## Supplied data

use crate::config::WorkerConfig;
use crate::dataset::DatasetError;
use crate::worker::controller::{ControllerState, RequestController};
use crate::worker::protocol::{WorkerRequest, WorkerResponse};

fn dataset() -> Vec<u8> {
    serde_json::json!({
        "glyphs": [
            { "c": "A", "n": "Latin Capital Letter A", "d": [65], "s": 0, "v": 0 },
            { "c": "B", "n": "Latin Capital Letter B", "d": [66], "s": 0 },
            { "c": "♥", "n": "Black Heart Suit", "k": ["love"], "e": ["hearts"], "d": [9829] },
            { "c": "e", "n": "Latin Small Letter E", "d": [101], "s": 0 },
            { "c": "\u{301}", "n": "Combining Acute Accent", "d": [769] },
            { "c": "é", "n": "Latin Small Letter E with Acute", "d": [101, 769] }
        ],
        "blocks": [
            { "n": "Basic Latin", "r": [0, 127] },
            { "n": "Combining Diacritical Marks", "r": [768, 879] },
            { "n": "Miscellaneous Symbols", "r": [9728, 9983] }
        ],
        "scripts": ["Latin"],
        "versions": ["1.1"]
    })
    .to_string()
    .into_bytes()
}

fn replacement_dataset() -> Vec<u8> {
    serde_json::json!({
        "glyphs": [
            { "c": "♠", "n": "Black Spade Suit", "d": [9824] }
        ],
        "blocks": [
            { "n": "Miscellaneous Symbols", "r": [9728, 9983] }
        ],
        "scripts": [],
        "versions": []
    })
    .to_string()
    .into_bytes()
}

fn ready_controller() -> RequestController {
    let mut controller = RequestController::new(WorkerConfig::default());
    controller.begin_load();
    controller.ingest_dataset(&dataset());
    controller
}

fn glyph_request(character: &str) -> WorkerRequest {
    WorkerRequest::GlyphRequest {
        character: character.to_string(),
    }
}

#[test]
fn test_starts_uninitialized() {
    let controller = RequestController::new(WorkerConfig::default());
    assert_eq!(controller.state(), ControllerState::Uninitialized);
    assert!(!controller.is_ready());
    assert!(!controller.is_loading());
    assert_eq!(controller.glyph_count(), 0);
    assert!(controller.last_error().is_none());
}

#[test]
fn test_begin_load_enters_loading() {
    let mut controller = RequestController::new(WorkerConfig::default());
    controller.begin_load();
    assert_eq!(controller.state(), ControllerState::Loading);
    assert!(controller.is_loading());
}

#[test]
fn test_successful_load_emits_ready_first() {
    let mut controller = RequestController::new(WorkerConfig::default());
    controller.begin_load();
    let responses = controller.ingest_dataset(&dataset());

    assert_eq!(controller.state(), ControllerState::Ready);
    assert_eq!(responses.len(), 1);
    match &responses[0] {
        WorkerResponse::WorkerReady {
            count,
            blocks,
            scripts,
        } => {
            assert_eq!(*count, 6);
            assert_eq!(
                blocks.first(),
                Some(&("basic-latin".to_string(), "Basic Latin".to_string()))
            );
            assert_eq!(blocks.len(), 3);
            assert_eq!(
                scripts.first(),
                Some(&("latin".to_string(), "Latin".to_string()))
            );
        }
        other => panic!("expected WORKER_READY, got {:?}", other),
    }
}

#[test]
fn test_requests_queue_until_ready_then_flush() {
    let mut controller = RequestController::new(WorkerConfig::default());
    assert!(controller.handle(glyph_request("A")).is_empty());
    controller.begin_load();
    assert!(controller
        .handle(WorkerRequest::QueryRequest {
            query: "heart".to_string(),
        })
        .is_empty());

    let responses = controller.ingest_dataset(&dataset());
    assert_eq!(responses.len(), 3);
    assert!(matches!(responses[0], WorkerResponse::WorkerReady { .. }));
    match &responses[1] {
        WorkerResponse::GlyphResponse { glyph, .. } => {
            assert_eq!(glyph.as_ref().map(|g| g.character.as_str()), Some("A"));
        }
        other => panic!("expected GLYPH_RESPONSE, got {:?}", other),
    }
    match &responses[2] {
        WorkerResponse::QueryResponse { results } => {
            assert!(results.iter().any(|r| r.character == "♥"));
        }
        other => panic!("expected QUERY_RESPONSE, got {:?}", other),
    }
}

#[test]
fn test_newest_request_of_a_kind_wins() {
    let mut controller = RequestController::new(WorkerConfig::default());
    controller.begin_load();
    controller.handle(glyph_request("A"));
    controller.handle(glyph_request("B"));

    let responses = controller.ingest_dataset(&dataset());
    let glyph_responses: Vec<_> = responses
        .iter()
        .filter_map(|response| match response {
            WorkerResponse::GlyphResponse { glyph, .. } => Some(glyph),
            _ => None,
        })
        .collect();
    assert_eq!(glyph_responses.len(), 1);
    assert_eq!(
        glyph_responses[0].as_ref().map(|g| g.character.as_str()),
        Some("B")
    );
}

#[test]
fn test_ready_requests_answered_inline() {
    let mut controller = ready_controller();
    let responses = controller.handle(WorkerRequest::BlockRequest {
        slug: "basic-latin".to_string(),
    });
    assert_eq!(responses.len(), 1);
    match &responses[0] {
        WorkerResponse::BlockResponse { block } => {
            let block = block.as_ref().expect("block should resolve");
            assert_eq!(block.name, "Basic Latin");
            assert_eq!(block.glyphs.len(), 3);
        }
        other => panic!("expected BLOCK_RESPONSE, got {:?}", other),
    }
}

#[test]
fn test_missing_lookups_answer_null() {
    let mut controller = ready_controller();

    match &controller.handle(WorkerRequest::BlockRequest {
        slug: "no-such-block".to_string(),
    })[0]
    {
        WorkerResponse::BlockResponse { block } => assert!(block.is_none()),
        other => panic!("expected BLOCK_RESPONSE, got {:?}", other),
    }

    match &controller.handle(glyph_request("Z"))[0] {
        WorkerResponse::GlyphResponse {
            glyph,
            block,
            ligature,
        } => {
            assert!(glyph.is_none());
            assert!(block.is_none());
            assert!(ligature.is_empty());
        }
        other => panic!("expected GLYPH_RESPONSE, got {:?}", other),
    }

    match &controller.handle(WorkerRequest::ScriptRequest {
        slug: "no-such-script".to_string(),
    })[0]
    {
        WorkerResponse::ScriptResponse { script } => assert!(script.is_none()),
        other => panic!("expected SCRIPT_RESPONSE, got {:?}", other),
    }
}

#[test]
fn test_glyph_answer_includes_block_and_decomposition() {
    let mut controller = ready_controller();

    match &controller.handle(glyph_request("A"))[0] {
        WorkerResponse::GlyphResponse {
            glyph,
            block,
            ligature,
        } => {
            assert_eq!(glyph.as_ref().map(|g| g.character.as_str()), Some("A"));
            assert_eq!(block.as_ref().map(|b| b.slug.as_str()), Some("basic-latin"));
            assert!(ligature.is_empty());
        }
        other => panic!("expected GLYPH_RESPONSE, got {:?}", other),
    }

    match &controller.handle(glyph_request("é"))[0] {
        WorkerResponse::GlyphResponse {
            glyph,
            block,
            ligature,
        } => {
            assert_eq!(glyph.as_ref().map(|g| g.character.as_str()), Some("é"));
            // Multi-codepoint records belong to no block.
            assert!(block.is_none());
            let parts: Vec<_> = ligature.iter().map(|r| r.character.as_str()).collect();
            assert_eq!(parts, vec!["e", "\u{301}"]);
        }
        other => panic!("expected GLYPH_RESPONSE, got {:?}", other),
    }
}

#[test]
fn test_query_answer_contains_matches() {
    let mut controller = ready_controller();
    match &controller.handle(WorkerRequest::QueryRequest {
        query: "heart".to_string(),
    })[0]
    {
        WorkerResponse::QueryResponse { results } => {
            assert!(results.iter().any(|r| r.character == "♥"));
        }
        other => panic!("expected QUERY_RESPONSE, got {:?}", other),
    }
}

#[test]
fn test_parse_failure_reports_error_and_allows_retry() {
    let mut controller = RequestController::new(WorkerConfig::default());
    controller.begin_load();
    let responses = controller.ingest_dataset(b"not json at all");

    assert_eq!(controller.state(), ControllerState::Uninitialized);
    assert_eq!(responses.len(), 1);
    match &responses[0] {
        WorkerResponse::WorkerError { message } => {
            assert!(message.contains("parse failed"));
        }
        other => panic!("expected WORKER_ERROR, got {:?}", other),
    }
    assert!(controller.last_error().is_some());

    controller.begin_load();
    let responses = controller.ingest_dataset(&dataset());
    assert!(matches!(responses[0], WorkerResponse::WorkerReady { .. }));
    assert_eq!(controller.state(), ControllerState::Ready);
}

#[test]
fn test_fetch_failure_reports_error() {
    let mut controller = RequestController::new(WorkerConfig::default());
    controller.begin_load();
    let error = DatasetError::Fetch("status 404".to_string());
    let responses = controller.fail_load(&error);

    assert_eq!(controller.state(), ControllerState::Uninitialized);
    match &responses[0] {
        WorkerResponse::WorkerError { message } => {
            assert!(message.contains("fetch failed"));
            assert!(message.contains("404"));
        }
        other => panic!("expected WORKER_ERROR, got {:?}", other),
    }
}

#[test]
fn test_failed_reload_keeps_previous_index() {
    let mut controller = ready_controller();
    controller.begin_load();
    let responses = controller.ingest_dataset(b"{broken");

    assert!(matches!(responses[0], WorkerResponse::WorkerError { .. }));
    assert_eq!(controller.state(), ControllerState::Ready);
    match &controller.handle(glyph_request("A"))[0] {
        WorkerResponse::GlyphResponse { glyph, .. } => {
            assert!(glyph.is_some());
        }
        other => panic!("expected GLYPH_RESPONSE, got {:?}", other),
    }
}

#[test]
fn test_failed_reload_answers_queued_requests() {
    let mut controller = ready_controller();
    controller.begin_load();
    assert!(controller.handle(glyph_request("A")).is_empty());
    assert!(controller
        .handle(WorkerRequest::QueryRequest {
            query: "heart".to_string(),
        })
        .is_empty());

    // The reload fails, so the previous index answers what was parked.
    let responses = controller.ingest_dataset(b"{broken");
    assert_eq!(controller.state(), ControllerState::Ready);
    assert_eq!(responses.len(), 3);
    assert!(matches!(responses[0], WorkerResponse::WorkerError { .. }));
    match &responses[1] {
        WorkerResponse::GlyphResponse { glyph, .. } => {
            assert_eq!(glyph.as_ref().map(|g| g.character.as_str()), Some("A"));
        }
        other => panic!("expected GLYPH_RESPONSE, got {:?}", other),
    }
    match &responses[2] {
        WorkerResponse::QueryResponse { results } => {
            assert!(results.iter().any(|r| r.character == "♥"));
        }
        other => panic!("expected QUERY_RESPONSE, got {:?}", other),
    }
}

#[test]
fn test_failed_reload_leaves_no_stale_pending() {
    let mut controller = ready_controller();
    controller.begin_load();
    controller.handle(glyph_request("A"));
    controller.ingest_dataset(b"{broken");

    // A newer request of the same kind is answered inline once ready again.
    match &controller.handle(glyph_request("B"))[0] {
        WorkerResponse::GlyphResponse { glyph, .. } => {
            assert_eq!(glyph.as_ref().map(|g| g.character.as_str()), Some("B"));
        }
        other => panic!("expected GLYPH_RESPONSE, got {:?}", other),
    }

    // The old glyph request must not replay under the next successful load.
    controller.begin_load();
    let responses = controller.ingest_dataset(&replacement_dataset());
    assert_eq!(responses.len(), 1);
    assert!(matches!(responses[0], WorkerResponse::WorkerReady { .. }));
}

#[test]
fn test_reload_replaces_dataset() {
    let mut controller = ready_controller();
    assert_eq!(controller.glyph_count(), 6);

    controller.begin_load();
    let responses = controller.ingest_dataset(&replacement_dataset());
    assert!(matches!(
        responses[0],
        WorkerResponse::WorkerReady { count: 1, .. }
    ));
    assert_eq!(controller.glyph_count(), 1);

    match &controller.handle(glyph_request("A"))[0] {
        WorkerResponse::GlyphResponse { glyph, .. } => assert!(glyph.is_none()),
        other => panic!("expected GLYPH_RESPONSE, got {:?}", other),
    }
    match &controller.handle(glyph_request("♠"))[0] {
        WorkerResponse::GlyphResponse { glyph, .. } => assert!(glyph.is_some()),
        other => panic!("expected GLYPH_RESPONSE, got {:?}", other),
    }
}

#[test]
fn test_counts_track_index() {
    let mut controller = RequestController::new(WorkerConfig::default());
    assert_eq!(controller.block_count(), 0);
    assert_eq!(controller.script_count(), 0);

    controller.begin_load();
    controller.ingest_dataset(&dataset());
    assert_eq!(controller.glyph_count(), 6);
    assert_eq!(controller.block_count(), 3);
    assert_eq!(controller.script_count(), 1);
    assert!(controller.last_summary().is_some());
}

## Exercise details
Report how many lines in the data include the word "Acute", and give nothing but the count.

## Answer
2